Не от боли.


От стыда. От унижения. От того, что я больше не принадлежала себе – ни снаружи, ни внутри.

Я стояла – как стоИт свеча над гробом, что вот-вот опустят. Не живым телом – одним только дыханием, пустым, ломким, как стекло в мороз. Они ушли – те три женщины, с руками, как у скотников, с глазами без дна – осмотрели, обсудили, опозорили. Оставили меня – голую, как новорождённую, и мертвую, как жертву, не дождавшуюся ножа.

Я не успела прикрыться. Не успела даже вдохнуть, когда ткань полога шевельнулась, и он вошёл.

Хан.

Не громко. Не с клинком.


Он вошёл, как входит смерть, что решила тебя не торопить.


И встал в проёме – весь, как есть. Высокий, как дерево в засуху. Глаза – чёрные, плотные, как ночь без звёзд.


И он увидел меня. Всю. Сразу.

Я не прикрылась. Руки не послушались.


Как если бы я сама знала: он уже всё взял, взором, желанием, жадностью.

И он смотрел.


Долго. Молча. С похотью, в которой не было ни юности, ни страсти – одна только власть.


Как смотрят на то, что добудешь, и сломаешь, и заберёшь навек.


Не сегодня – но скоро.


И я знала это.


Каждой порой. Каждой жилкой. Каждой тенью страха, что просыпалась в крови.

Он шагнул внутрь, будто во дворец свой вошёл.


И воздух стал гуще, как перед грозой, как в бане, где не спастись дыханием.


Я всё стояла, не прикрытая, и чувствовала, как жар от его взгляда ползёт по мне, как будто он гладил – не руками, нет, – взглядом, волей, голодом.

– Ты, – сказал он. Тихо.


Но в этом «ты» было всё.


Как если бы он произнёс имя не моё, а принадлежность.

Я хотела отвернуться – не смогла.


Он ходил кругом, оглядывал – плечо, спину, волосы, будто прикидывал, где начнёт, и чем закончит.


И улыбался – не губами, глазами.


Как волк, что облизнулся.

– Не думал, что будешь такой, – шепнул, и голос его был как мех в ладони: мягкий снаружи, а внутри – капкан.


– Красота твоя – как яд.


И будет моя.


Вся. До последней слезы.

Я дрожала. Не от холода. От ощущения, что он уже дышит внутри меня.

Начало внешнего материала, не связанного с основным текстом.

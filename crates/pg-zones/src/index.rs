//! Bidirectional mapping between external zone numbers and skim positions.
//!
//! # Position assignment
//!
//! Detailed zones get positions `1..=N` in ascending zone-number order.
//! Supra-zones follow at `N+1..=N+S` with synthesized numbers
//! `offset + 1 ..= offset + S`.  Position assignment is fixed for the run's
//! lifetime; every component that touches the skim matrix resolves positions
//! through this index.

use pg_core::{MatrixPos, ZoneNum};
use rustc_hash::FxHashMap;

use crate::zone::ZoneTable;
use crate::{ZoneError, ZoneResult};

/// External zone number ↔ dense 1-based matrix position.
#[derive(Debug)]
pub struct ZoneIndex {
    /// Zone number at each position, indexed by `MatrixPos::index()`.
    nums: Vec<ZoneNum>,
    /// Inverse of `nums`.
    positions: FxHashMap<ZoneNum, MatrixPos>,
    /// How many leading positions are detailed zones.
    n_detail: usize,
}

impl ZoneIndex {
    /// Build from the sorted zone table plus the configured supra-zone scheme.
    pub fn build(zones: &ZoneTable, supra_count: u32, supra_offset: u32) -> ZoneIndex {
        let n_detail = zones.len();
        let mut nums = Vec::with_capacity(n_detail + supra_count as usize);
        nums.extend(zones.nums());
        for i in 0..supra_count {
            nums.push(ZoneNum(supra_offset + i + 1));
        }

        let positions = nums
            .iter()
            .enumerate()
            .map(|(i, &num)| (num, MatrixPos::from_index(i)))
            .collect();

        ZoneIndex { nums, positions, n_detail }
    }

    /// Total positions (detailed + supra).
    pub fn len(&self) -> usize {
        self.nums.len()
    }

    pub fn is_empty(&self) -> bool {
        self.nums.is_empty()
    }

    /// Number of detailed zones (positions `1..=n_detail()`).
    pub fn n_detail(&self) -> usize {
        self.n_detail
    }

    /// Matrix position of an external zone number.
    pub fn position_of(&self, num: ZoneNum) -> ZoneResult<MatrixPos> {
        self.positions
            .get(&num)
            .copied()
            .ok_or(ZoneError::UnknownZone(num))
    }

    /// External zone number at a matrix position.
    pub fn zone_of(&self, pos: MatrixPos) -> ZoneResult<ZoneNum> {
        self.nums
            .get(pos.index())
            .copied()
            .ok_or(ZoneError::PositionOutOfRange(pos.0, self.nums.len() as u32))
    }

    /// `true` if the position belongs to a supra-zone.
    pub fn is_supra(&self, pos: MatrixPos) -> bool {
        pos.index() >= self.n_detail
    }
}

И я была – как раскалённая медь: молчаливая, яркая, сдержанная, но вот-вот расплавлюсь.

Он подошёл ближе, и я услышала – как он дышит.


Медленно. Жадно. Глубоко.


Как зверь, что уже выбрал – и ждёт только сигнала, чтобы ринуться.

Но он не прикоснулся.


Он просто наклонился – так близко, что губы его почти касались щеки.


И прошептал:

– Запомни этот миг. Это начало. Ты ещё не моя. Но скоро не вспомнишь, как быть не моей.

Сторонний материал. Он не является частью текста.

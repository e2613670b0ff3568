//! UCC rerouting pass.
//!
//! Each parcel is either `DIRECT` (untouched) or transitions to `VIA_UCC`:
//! its destination becomes the zone's consolidation center and one new
//! final-leg parcel (UCC → original destination) is appended, with the
//! vehicle resampled from the segment's share distribution.  A transition
//! happens iff the destination is a zero-emission zone **and** a uniform
//! draw passes the segment's consolidation probability.
//!
//! # Two phases
//!
//! 1. **Decide** — per parcel, independent of every other parcel.  Draws
//!    come from a [`ParcelRng`] keyed by the parcel's 0-based index, so this
//!    phase may run on a Rayon pool (`parallel` feature) without changing a
//!    single output byte.
//! 2. **Apply** — sequential, ascending parcel index: mutate redirected
//!    parcels in place, append their final legs in the same order, then
//!    renumber all IDs `1..=total`.
//!
//! Conservation: `len(after) == len(before) + redirected`.

use pg_carrier::{ConsolidationTable, VehicleShares};
use pg_core::{ParcelId, ParcelRng, SegmentId, ZoneNum};
use pg_zones::ZoneTable;

use crate::synth::Parcel;
use crate::{GenError, GenResult};

/// A positive rerouting decision for one parcel.
#[derive(Copy, Clone, Debug)]
struct Redirect {
    ucc_zone: ZoneNum,
    vehicle:  pg_core::VehicleType,
}

/// Reroute a probabilistic subset of `parcels` through consolidation
/// centers.  Returns the number of redirected parcels.
pub fn reroute_via_ucc(
    parcels:       &mut Vec<Parcel>,
    zones:         &ZoneTable,
    consolidation: &ConsolidationTable,
    shares:        &VehicleShares,
    seed:          u64,
) -> GenResult<usize> {
    let segment = SegmentId::PARCELS;
    let prob = consolidation.probability(segment)?;

    // ── Phase 1: decide ───────────────────────────────────────────────────
    let decisions = decide(parcels, zones, prob, shares, segment, seed)?;

    // ── Phase 2: apply, ascending parcel index ────────────────────────────
    let mut legs = Vec::new();
    for (i, redirect) in decisions.into_iter().enumerate() {
        let Some(redirect) = redirect else { continue };
        let parcel = &mut parcels[i];
        let true_dest = parcel.destination;

        parcel.destination = redirect.ucc_zone;
        parcel.to_ucc = true;

        legs.push(Parcel {
            id:          ParcelId::INVALID, // renumbered below
            origin:      redirect.ucc_zone,
            destination: true_dest,
            depot:       parcel.depot,
            courier:     parcel.courier,
            vehicle:     redirect.vehicle,
            from_ucc:    true,
            to_ucc:      false,
        });
    }

    let redirected = legs.len();
    parcels.append(&mut legs);
    for (i, parcel) in parcels.iter_mut().enumerate() {
        parcel.id = ParcelId(i as u32 + 1);
    }

    Ok(redirected)
}

/// Evaluate the transition rule for one parcel.
///
/// Both draws for a parcel come from its own `ParcelRng`: the consolidation
/// draw first, the vehicle draw only on transition.
fn decide_one(
    index:   usize,
    parcel:  &Parcel,
    zones:   &ZoneTable,
    prob:    f64,
    shares:  &VehicleShares,
    segment: SegmentId,
    seed:    u64,
) -> GenResult<Option<Redirect>> {
    let zone = zones.require(parcel.destination)?;
    if !zone.zez {
        return Ok(None);
    }

    let mut rng = ParcelRng::for_parcel(seed, index);
    if rng.unit() >= prob {
        return Ok(None);
    }

    let ucc_zone = zone.ucc_zone.ok_or(GenError::MissingUccZone(zone.num))?;
    let vehicle = shares.sample(segment, rng.unit())?.vehicle_type();
    Ok(Some(Redirect { ucc_zone, vehicle }))
}

#[cfg(not(feature = "parallel"))]
fn decide(
    parcels: &[Parcel],
    zones:   &ZoneTable,
    prob:    f64,
    shares:  &VehicleShares,
    segment: SegmentId,
    seed:    u64,
) -> GenResult<Vec<Option<Redirect>>> {
    parcels
        .iter()
        .enumerate()
        .map(|(i, p)| decide_one(i, p, zones, prob, shares, segment, seed))
        .collect()
}

#[cfg(feature = "parallel")]
fn decide(
    parcels: &[Parcel],
    zones:   &ZoneTable,
    prob:    f64,
    shares:  &VehicleShares,
    segment: SegmentId,
    seed:    u64,
) -> GenResult<Vec<Option<Redirect>>> {
    use rayon::prelude::*;

    parcels
        .par_iter()
        .enumerate()
        .map(|(i, p)| decide_one(i, p, zones, prob, shares, segment, seed))
        .collect()
}
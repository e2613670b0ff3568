//! Demand estimation.
//!
//! Daily parcel volume per zone:
//!
//!   total = round(households × parcels_per_hh / success_rate_b2c
//!               + employment × parcels_per_empl / success_rate_b2b)
//!
//! Rounding is **half away from zero** (`f64::round`) throughout, both for
//! zone totals and courier splits.

use pg_core::{CourierId, ScenarioConfig, ZoneNum};
use pg_carrier::MarketShares;
use pg_zones::{Zone, ZoneTable};

// ── ZoneDemand ────────────────────────────────────────────────────────────────

/// Integer parcel demand of one zone, split per courier.
#[derive(Clone, Debug)]
pub struct ZoneDemand {
    pub zone: ZoneNum,

    /// Zone total before the courier split.
    pub total: u64,

    /// Per-courier counts in registry order.
    ///
    /// Each entry is rounded independently, so their sum may differ from
    /// `total` by a few parcels; see [`split_by_courier`].
    pub by_courier: Vec<u64>,
}

impl ZoneDemand {
    /// Sum of the courier splits — the number of parcels this zone will
    /// actually emit (not necessarily equal to `total`).
    pub fn emitted(&self) -> u64 {
        self.by_courier.iter().sum()
    }
}

// ── Estimation ────────────────────────────────────────────────────────────────

/// Total daily parcel volume of one zone.
pub fn estimate_zone(zone: &Zone, cfg: &ScenarioConfig) -> u64 {
    let b2c = zone.households * cfg.parcels_per_hh / cfg.success_rate_b2c;
    let b2b = zone.employment * cfg.parcels_per_empl / cfg.success_rate_b2b;
    (b2c + b2b).round() as u64
}

/// Split a zone total across couriers by market share.
///
/// Each courier's count is `round(share × total)` **independently** — the
/// splits are not renormalized, so `sum(splits)` can drift from `total` by a
/// few parcels for some zones.  This matches the source model and is kept as
/// documented behavior rather than silently corrected.
pub fn split_by_courier(total: u64, shares: &MarketShares) -> Vec<u64> {
    (0..shares.len() as u16)
        .map(|c| (shares.share(CourierId(c)) * total as f64).round() as u64)
        .collect()
}

/// Estimate demand for every zone, in ascending zone-number order.
pub fn estimate_all(
    zones:  &ZoneTable,
    shares: &MarketShares,
    cfg:    &ScenarioConfig,
) -> Vec<ZoneDemand> {
    zones
        .iter()
        .map(|zone| {
            let total = estimate_zone(zone, cfg);
            ZoneDemand {
                zone: zone.num,
                total,
                by_courier: split_by_courier(total, shares),
            }
        })
        .collect()
}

И ушёл. А я осталась. Стоять. Гореть.


Не от стыда.


От знания: он уже начал меня брать. Не телом – душой. Словом. Взглядом. Властью.


И небо, что было над шатром, стало ниже.


А я – уже не свободна. Даже в сердце. Проклятый. Ненавижу. Однажду я перережу тебе глотку!

Глава 8

Она пришла, когда солнце стояло в зените, и тени от шатров были короткими, как дыхание перед смертью. Я сидела на шкурах, чиня разорванный подол платья – занятие глупое, бессмысленное, но руки должны были что-то делать, иначе они бы задрожали от ярости, что копилась во мне, как яд в змеином зубе.

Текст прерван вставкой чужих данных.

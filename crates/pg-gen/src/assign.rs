//! Nearest-depot assignment.
//!
//! For every zone with non-zero total demand and every courier, the depot
//! with the minimum travel time from its own zone to the destination zone is
//! selected from the depot sub-skim.  Ties go to the first depot in the
//! courier's ID-sorted depot list, so the result is a pure function of its
//! inputs.
//!
//! Zones with zero total demand are skipped entirely: no assignment is
//! attempted and no record is produced for them.

use pg_carrier::{CourierRegistry, DepotIndex};
use pg_core::{CourierId, DepotId, ZoneNum};
use pg_demand::ZoneDemand;
use pg_skim::ParcelSkim;
use pg_zones::ZoneIndex;

use crate::{GenError, GenResult};

/// One (zone, courier) → depot decision.
#[derive(Copy, Clone, Debug)]
pub struct Assignment {
    pub zone:       ZoneNum,
    pub courier:    CourierId,
    pub depot:      DepotId,
    /// Zone the chosen depot resides in — the parcels' origin zone.
    pub depot_zone: ZoneNum,
}

/// Assign a depot per courier to every zone with demand.
///
/// Output is zone-major (ascending zone number, the order of `demand`),
/// courier-minor (registry order).
pub fn assign_depots(
    demand:      &[ZoneDemand],
    zone_index:  &ZoneIndex,
    depot_index: &DepotIndex,
    parcel_skim: &ParcelSkim,
    registry:    &CourierRegistry,
) -> GenResult<Vec<Assignment>> {
    let mut assignments = Vec::new();

    for zd in demand {
        if zd.total == 0 {
            continue;
        }
        let zone_pos = zone_index.position_of(zd.zone)?;

        for courier in registry.ids() {
            let mut best: Option<(f64, &pg_carrier::DepotRef)> = None;
            for depot in depot_index.depots_of(courier) {
                let hours = parcel_skim.hours(zone_pos, depot.col);
                // Strict < keeps the first depot on ties.
                if best.is_none_or(|(b, _)| hours < b) {
                    best = Some((hours, depot));
                }
            }

            let (_, depot) = best.ok_or_else(|| GenError::NoDepotAvailable {
                courier: registry.code(courier).to_owned(),
                zone:    zd.zone,
            })?;

            assignments.push(Assignment {
                zone:       zd.zone,
                courier,
                depot:      depot.id,
                depot_zone: depot.zone,
            });
        }
    }

    Ok(assignments)
}
//! Strongly typed, zero-cost identifier wrappers.
//!
//! All IDs are `Copy + Ord + Hash` so they can be used as map keys and sorted
//! collection elements without ceremony.  The inner integer is `pub` to allow
//! direct indexing where needed, but callers should prefer the helpers.
//!
//! `MatrixPos` is the one deliberate exception to the 0-based convention:
//! skim matrices in the source data are addressed with 1-based dense
//! positions, so `MatrixPos` keeps the 1-based number and exposes
//! [`MatrixPos::index`] for 0-based array access.

use std::fmt;

/// Generate a typed ID wrapper around a primitive integer.
macro_rules! typed_id {
    ($(#[$attr:meta])* $vis:vis struct $name:ident($inner:ty);) => {
        $(#[$attr])*
        #[derive(Copy, Clone, PartialEq, Eq, Hash, PartialOrd, Ord, Debug)]
        #[derive(serde::Serialize, serde::Deserialize)]
        #[serde(transparent)]
        $vis struct $name(pub $inner);

        impl $name {
            /// Sentinel meaning "no valid ID" — equivalent to the type's MAX.
            pub const INVALID: $name = $name(<$inner>::MAX);
        }

        impl Default for $name {
            /// Returns the `INVALID` sentinel so uninitialized IDs are visibly invalid.
            #[inline(always)]
            fn default() -> Self {
                Self::INVALID
            }
        }

        impl fmt::Display for $name {
            fn fmt(&self, f: &mut fmt::Formatter<'_>) -> fmt::Result {
                write!(f, "{}", self.0)
            }
        }
    };
}

typed_id! {
    /// External zone identifier (`AREANR` in the source data).  Arbitrary
    /// positive integer, possibly sparse; supra-zones use synthesized numbers
    /// near 100 million.
    pub struct ZoneNum(u32);
}

typed_id! {
    /// Depot (parcel node) identifier from the depot table.
    pub struct DepotId(u32);
}

typed_id! {
    /// Dense 1-based parcel record identifier, assigned by the synthesizer
    /// and renumbered after UCC rerouting.
    pub struct ParcelId(u32);
}

typed_id! {
    /// Index of a courier in the registry's sorted-by-code order.
    pub struct CourierId(u16);
}

typed_id! {
    /// Index of a logistic segment in the configured segment tables.
    /// The parcels segment is [`SegmentId::PARCELS`].
    pub struct SegmentId(u8);
}

impl SegmentId {
    /// The parcels segment — the only one this model generates demand for.
    pub const PARCELS: SegmentId = SegmentId(6);
}

// ── MatrixPos ─────────────────────────────────────────────────────────────────

/// Dense **1-based** position in the skim matrix.
///
/// Position 1 is the first detailed zone (lowest external ID); supra-zones
/// occupy the positions after the last detailed zone.
#[derive(Copy, Clone, PartialEq, Eq, Hash, PartialOrd, Ord, Debug)]
pub struct MatrixPos(pub u32);

impl MatrixPos {
    /// 0-based array index for this position.
    ///
    /// # Panics
    /// Panics in debug mode if the position is 0 (positions start at 1).
    #[inline(always)]
    pub fn index(self) -> usize {
        debug_assert!(self.0 >= 1, "MatrixPos is 1-based");
        self.0 as usize - 1
    }

    /// Position for a 0-based array index.
    #[inline(always)]
    pub fn from_index(i: usize) -> MatrixPos {
        MatrixPos(i as u32 + 1)
    }
}

impl fmt::Display for MatrixPos {
    fn fmt(&self, f: &mut fmt::Formatter<'_>) -> fmt::Result {
        write!(f, "#{}", self.0)
    }
}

Полог шевельнулся, и она вошла. Не спросив. Не поклонившись. Не объявив о себе. Вошла, как входит хозяйка в свой дом, как входит царица в покои рабыни.

Саргата.

Я знала, кто она, ещё не видев лица. По поступи – лёгкой, но властной, как у кошки, что идёт по забору между жизнью и смертью. По запаху – тяжёлому, пряному, с медью золота и горечью полыни. По тишине, что окутала шатёр, будто сам воздух понял: встретились две силы, и одна из них лишняя.

Она была красива. Проклято красива, как бывают красивы те, кого боги лепили в гневе, желая показать, что совершенство может быть острее клинка. Волосы – чёрные, с синевой воронова крыла, заплетены в тугие косы, перевитые золотыми нитями. Глаза – как у ястреба, жёлтые, с чёрными зрачками, что впивались в меня, словно хотели высосать душу. Кожа – смуглая, гладкая, как шёлк, что торговцы везут из дальних земель. И в каждом движении – сила, гибкость, опасность.